Qualcosa di molto simile sta succedendo anche nel cortile italiano, soprattutto sul suo lato sinistro. Meno di un mese e mezzo fa il campo largo sembrava appunto un campo, però di battaglia. Veti incrociati, sgambetti, diffidenze reciproche. Non che sia tutto risolto ma il passo di Renzi verso il Pd agevolato da una partita e mosso di corsa per anticipare Calenda, è un segnale inequivocabile. Conte continua a distinguersi come può: non ha votato per von der Leyen e resta deciso a incarnare l’anima pacifista del centrosinistra, in competizione non facilissima con Avs che da quel punto di vista ha alle spalle tutta una tradizione. Ma è venuto meno il carattere agonistico e fortemente competitivo, anche a costo di sfasciare il giocattolo non ancora neppure incartato, dei mesi scorsi.

L’avvocato ha trovato nella guerra quella possibilità di identificarsi che l’approdo alla segreteria di Elly Schlein gli aveva sottratto dopo le elezioni e naturalmente c’è una componente competitiva come ci sarà con Renzi, ad esempio sul terreno della giustizia e del garantismo. Ma è una competizione che ha perso il carattere antagonistico di fondo. L’alleanza è un destino e chi insiste nel sottrarsi, come Calenda o una parte della stessa Iv ragiona da impolitico.

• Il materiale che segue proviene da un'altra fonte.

use semver::Version;
use std::fmt;
use std::sync::Arc;
use std::time::Duration;

use crate::thread::MainThreadToken;
use crate::types::{DelaySchedule, EndpointSet, IdentityDescriptor, SecurityFlags};

/// Shared network context owned by the embedding application.
pub trait RequestContext: fmt::Debug + Send + Sync {
    fn name(&self) -> &str;
}

/// Shared URL loader factory owned by the embedding application.
pub trait UrlLoaderFactory: fmt::Debug + Send + Sync {
    fn name(&self) -> &str;
}

/// Process-wide network context manager.
pub trait NetworkContextManager: Send + Sync {
    fn request_context(&self) -> Arc<dyn RequestContext>;

    fn shared_url_loader_factory(&self) -> Arc<dyn UrlLoaderFactory>;
}

/// Connection to the embedding application's service manager.
pub trait Connector: Send + ConnectorClone {
    /// Identity of the process this connector speaks for.
    fn identity(&self) -> &str;
}

pub trait ConnectorClone: Send {
    fn clone_box(&self) -> Box<dyn Connector>;
}

impl<T> ConnectorClone for T
where
    T: 'static + Connector + Clone,
{
    fn clone_box(&self) -> Box<dyn Connector> {
        Box::new(self.clone())
    }
}

impl Clone for Box<dyn Connector> {
    fn clone(&self) -> Box<dyn Connector> {
        self.clone_box()
    }
}

/// Service manager owned by the embedding application. Only touched from the
/// main thread.
pub trait ServiceManager: Send + Sync {
    fn connector(&self) -> &dyn Connector;
}

/// Persistent preference store.
pub trait PrefService: Send + Sync {
    fn has_pref_path(&self, path: &str) -> bool;
}

/// Per-component usage activity used for active-user pings.
pub trait ActivityDataService: Send + Sync {
    fn active_bit(&self, id: &str) -> bool;

    fn days_since_last_active(&self, id: &str) -> Option<u32>;

    fn days_since_last_roll_call(&self, id: &str) -> Option<u32>;
}

/// The policy surface a component-update engine queries.
///
/// Every query is total and side-effect free. Absent collaborators are
/// reported as `None` and must be treated as "try again later".
pub trait Configurator: Send + Sync {
    fn initial_delay(&self) -> Duration;

    fn next_check_delay(&self) -> Duration;

    fn on_demand_delay(&self) -> Duration;

    fn update_delay(&self) -> Duration;

    fn update_urls(&self) -> EndpointSet;

    fn ping_urls(&self) -> EndpointSet;

    fn prod_id(&self) -> String;

    fn browser_version(&self) -> Version;

    fn channel(&self) -> String;

    fn brand(&self) -> String;

    fn lang(&self) -> String;

    fn os_long_name(&self) -> String;

    fn extra_request_params(&self) -> String;

    fn download_preference(&self) -> String;

    fn request_context(&self) -> Option<Arc<dyn RequestContext>>;

    /// `None` until the network context manager has been initialized.
    fn url_loader_factory(&self) -> Option<Arc<dyn UrlLoaderFactory>>;

    /// Must be called on the main thread; the token enforces that statically.
    fn create_service_connector(&self, token: &MainThreadToken) -> Option<Box<dyn Connector>>;

    fn enabled_deltas(&self) -> bool;

    fn enabled_component_updates(&self) -> bool;

    fn enabled_background_downloader(&self) -> bool;

    fn enabled_cup_signing(&self) -> bool;

    /// Whether plain-http endpoints are refused at the transport level.
    fn requires_encryption(&self) -> bool;

    fn pref_service(&self) -> Option<&dyn PrefService>;

    fn activity_data_service(&self) -> Option<&dyn ActivityDataService>;

    fn is_per_user_install(&self) -> bool;

    fn run_action_key_hash(&self) -> Vec<u8>;

    fn app_guid(&self) -> String;

    fn delay_schedule(&self) -> DelaySchedule {
        DelaySchedule {
            initial: self.initial_delay(),
            next_check: self.next_check_delay(),
            on_demand: self.on_demand_delay(),
            update: self.update_delay(),
        }
    }

    fn security_flags(&self) -> SecurityFlags {
        SecurityFlags {
            require_signed_responses: self.enabled_cup_signing(),
            allow_delta_patches: self.enabled_deltas(),
            require_encryption: self.requires_encryption(),
        }
    }

    fn identity(&self) -> IdentityDescriptor {
        IdentityDescriptor {
            prod_id: self.prod_id(),
            browser_version: self.browser_version(),
            channel: self.channel(),
            brand: self.brand(),
            lang: self.lang(),
            os_long_name: self.os_long_name(),
            app_guid: self.app_guid(),
            extra_request_params: self.extra_request_params(),
            download_preference: self.download_preference(),
        }
    }
}
use std::time::Duration;

use clap::{Arg, ArgAction, Command};
use log::{debug, warn};
use thiserror::Error;
use url::Url;

/// Switch carrying comma-separated component updater options.
pub const COMPONENT_UPDATER_SWITCH: &str = "component-updater";

const FAST_UPDATE: &str = "fast-update";
const DISABLE_PINGS: &str = "disable-pings";
const DISABLE_DELTA_UPDATES: &str = "disable-delta-updates";
const DISABLE_BACKGROUND_DOWNLOADS: &str = "disable-background-downloads";
const TEST_REQUEST: &str = "test-request";
const URL_SOURCE: &str = "url-source";
const INITIAL_DELAY: &str = "initial-delay";

#[derive(Debug, Clone, PartialEq, Eq, Error)]
pub enum SwitchError {
    #[error("{name} requires a value")]
    MissingValue { name: &'static str },
    #[error("invalid url-source {value:?}: {details}")]
    InvalidUrlSource { value: String, details: String },
    #[error("invalid initial-delay {value:?}, expected whole seconds")]
    InvalidInitialDelay { value: String },
}

const END_OF_SWITCHES: &str = "--";

/// Process arguments, minus the program name, reduced to the switches the
/// updater reads.
#[derive(Debug, Clone, Default, PartialEq, Eq)]
pub struct CommandLine {
    component_updater: Option<String>,
}

impl CommandLine {
    /// Other switches and positional arguments are skipped, and nothing after
    /// `--` is read. When the switch repeats, the last occurrence wins.
    pub fn from_args<I, S>(args: I) -> Self
    where
        I: IntoIterator<Item = S>,
        S: Into<String>,
    {
        let args: Vec<String> = args.into_iter().map(Into::into).collect();
        let end = args
            .iter()
            .position(|arg| arg == END_OF_SWITCHES)
            .unwrap_or(args.len());

        // The browser passes switches this parser does not know, so each
        // position is matched on its own together with a possible value.
        let component_updater = (0..end).rev().find_map(|start| {
            let window = &args[start..(start + 2).min(end)];
            switch_command()
                .try_get_matches_from(window)
                .ok()?
                .get_one::<String>(COMPONENT_UPDATER_SWITCH)
                .cloned()
        });

        Self { component_updater }
    }

    #[must_use]
    pub fn from_env() -> Self {
        Self::from_args(std::env::args().skip(1))
    }

    /// Value of `--component-updater=value` or `--component-updater value`.
    /// A bare switch yields an empty value.
    #[must_use]
    pub fn component_updater(&self) -> Option<&str> {
        self.component_updater.as_deref()
    }
}

fn switch_command() -> Command {
    Command::new("component-updater-switches")
        .no_binary_name(true)
        .ignore_errors(true)
        .disable_help_flag(true)
        .disable_version_flag(true)
        .arg(
            Arg::new(COMPONENT_UPDATER_SWITCH)
                .long(COMPONENT_UPDATER_SWITCH)
                .num_args(0..=1)
                .default_missing_value("")
                .action(ArgAction::Append),
        )
}

#[derive(Debug, Clone, PartialEq, Eq)]
enum Setting {
    FastUpdate,
    DisablePings,
    DisableDeltaUpdates,
    DisableBackgroundDownloads,
    TestRequest,
    UrlSource(Url),
    InitialDelay(Duration),
}

fn parse_setting(entry: &str) -> Result<Option<Setting>, SwitchError> {
    let (name, value) = match entry.split_once('=') {
        Some((name, value)) => (name.trim(), Some(value.trim())),
        None => (entry.trim(), None),
    };

    let setting = match name {
        FAST_UPDATE => Setting::FastUpdate,
        DISABLE_PINGS => Setting::DisablePings,
        DISABLE_DELTA_UPDATES => Setting::DisableDeltaUpdates,
        DISABLE_BACKGROUND_DOWNLOADS => Setting::DisableBackgroundDownloads,
        TEST_REQUEST => Setting::TestRequest,
        URL_SOURCE => {
            let value = value
                .filter(|v| !v.is_empty())
                .ok_or(SwitchError::MissingValue { name: URL_SOURCE })?;
            let url = Url::parse(value).map_err(|e| SwitchError::InvalidUrlSource {
                value: value.to_string(),
                details: e.to_string(),
            })?;
            Setting::UrlSource(url)
        }
        INITIAL_DELAY => {
            let value = value
                .filter(|v| !v.is_empty())
                .ok_or(SwitchError::MissingValue {
                    name: INITIAL_DELAY,
                })?;
            let secs = value
                .parse::<u64>()
                .map_err(|_| SwitchError::InvalidInitialDelay {
                    value: value.to_string(),
                })?;
            Setting::InitialDelay(Duration::from_secs(secs))
        }
        _ => return Ok(None),
    };
    Ok(Some(setting))
}

/// Updater knobs taken from `--component-updater`.
#[derive(Debug, Clone, PartialEq, Eq)]
#[allow(clippy::struct_excessive_bools)]
pub struct CommandLineConfigPolicy {
    background_downloads_enabled: bool,
    deltas_enabled: bool,
    fast_update: bool,
    pings_enabled: bool,
    test_request: bool,
    url_source_override: Option<Url>,
    initial_delay: Option<Duration>,
}

impl Default for CommandLineConfigPolicy {
    fn default() -> Self {
        Self {
            background_downloads_enabled: cfg!(windows),
            deltas_enabled: true,
            fast_update: false,
            pings_enabled: true,
            test_request: false,
            url_source_override: None,
            initial_delay: None,
        }
    }
}

impl CommandLineConfigPolicy {
    /// Read the policy from `command_line`. Bad values are logged and skipped.
    #[must_use]
    pub fn new(command_line: &CommandLine) -> Self {
        let mut policy = Self::default();
        let Some(raw) = command_line.component_updater() else {
            return policy;
        };

        for entry in raw.split(',').filter(|entry| !entry.trim().is_empty()) {
            match parse_setting(entry) {
                Ok(Some(setting)) => policy.apply(setting),
                Ok(None) => debug!("Ignoring unknown --{COMPONENT_UPDATER_SWITCH} value: {entry}"),
                Err(e) => warn!("Ignoring --{COMPONENT_UPDATER_SWITCH} value: {e}"),
            }
        }
        policy
    }

    fn apply(&mut self, setting: Setting) {
        match setting {
            Setting::FastUpdate => self.fast_update = true,
            Setting::DisablePings => self.pings_enabled = false,
            Setting::DisableDeltaUpdates => self.deltas_enabled = false,
            Setting::DisableBackgroundDownloads => self.background_downloads_enabled = false,
            Setting::TestRequest => self.test_request = true,
            Setting::UrlSource(url) => self.url_source_override = Some(url),
            Setting::InitialDelay(delay) => self.initial_delay = Some(delay),
        }
    }

    #[must_use]
    pub fn background_downloads_enabled(&self) -> bool {
        self.background_downloads_enabled
    }

    #[must_use]
    pub fn deltas_enabled(&self) -> bool {
        self.deltas_enabled
    }

    #[must_use]
    pub fn fast_update(&self) -> bool {
        self.fast_update
    }

    #[must_use]
    pub fn pings_enabled(&self) -> bool {
        self.pings_enabled
    }

    #[must_use]
    pub fn test_request(&self) -> bool {
        self.test_request
    }

    #[must_use]
    pub fn url_source_override(&self) -> Option<&Url> {
        self.url_source_override.as_ref()
    }

    #[must_use]
    pub fn initial_delay(&self) -> Option<Duration> {
        self.initial_delay
    }
}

A destra il quadro sembra opposto e lo è. La maggioranza è oggi più divisa di quanto non fosse prima delle elezioni europee. Il quadro pare quasi rovesciato, con un centrosinistra per la prima volta in grado di gestire le divisioni al proprio interno e la destra, da trent’anni maestra in questo esercizio, che invece stenta. Ma è anche questa una conseguenza della polarizzazione e della radicalizzazione che mette nei guai una maggioranza nella quale una componente è schieratissima con la Destra, mentre le altre due, da sponde opposte, puntavano proprio sul dialogo tra la destra centrista e quella più radicale. Con l’Ucraina a fare da spartiacque e Trump vicino a essere eletto non solo presidente degli Usa ma leader assoluto della destra occidentale, per Meloni trovare una collocazione e tenere sotto controllo la sua maggioranza non sarà d’ora in poi facile.